### THE INPUT:
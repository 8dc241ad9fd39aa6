//! A storage engine for the Anvil on-disk world format: NBT codec,
//! palette-compressed bit-packed block arrays, and the region-file
//! sector/splice machinery that lets a single edited chunk be written back
//! without disturbing its neighbours.
//!
//! The public surface is `World` (component F), reached by opening a world
//! directory and routing absolute block coordinates down through
//! `Region` → `Chunk` → `ChunkSection` → `Block`.

pub mod bitpack;
pub mod block;
pub mod chunk;
pub mod coord;
pub mod error;
pub mod nbt;
pub mod region;
pub mod section;
pub mod world;

pub use block::{Block, BlockState};
pub use chunk::Chunk;
pub use coord::{BlockPos, ChunkPos, RegionPos};
pub use error::Error;
pub use region::Region;
pub use section::ChunkSection;
pub use world::{IntoBlockState, World};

### WHAT TO WORK ON:
Retype the entries exactly from the first line, stopping after the line with "pub mod coord;".

### ANSWER SECTION:
repository 8dc241ad9fd39aa6
//! A storage engine for the Anvil on-disk world format: NBT codec,
//! palette-compressed bit-packed block arrays, and the region-file
//! sector/splice machinery that lets a single edited chunk be written back
//! without disturbing its neighbours.
//!
//! The public surface is `World` (component F), reached by opening a world
//! directory and routing absolute block coordinates down through
//! `Region` → `Chunk` → `ChunkSection` → `Block`.

pub mod bitpack;
pub mod block;
pub mod chunk;
pub mod coord;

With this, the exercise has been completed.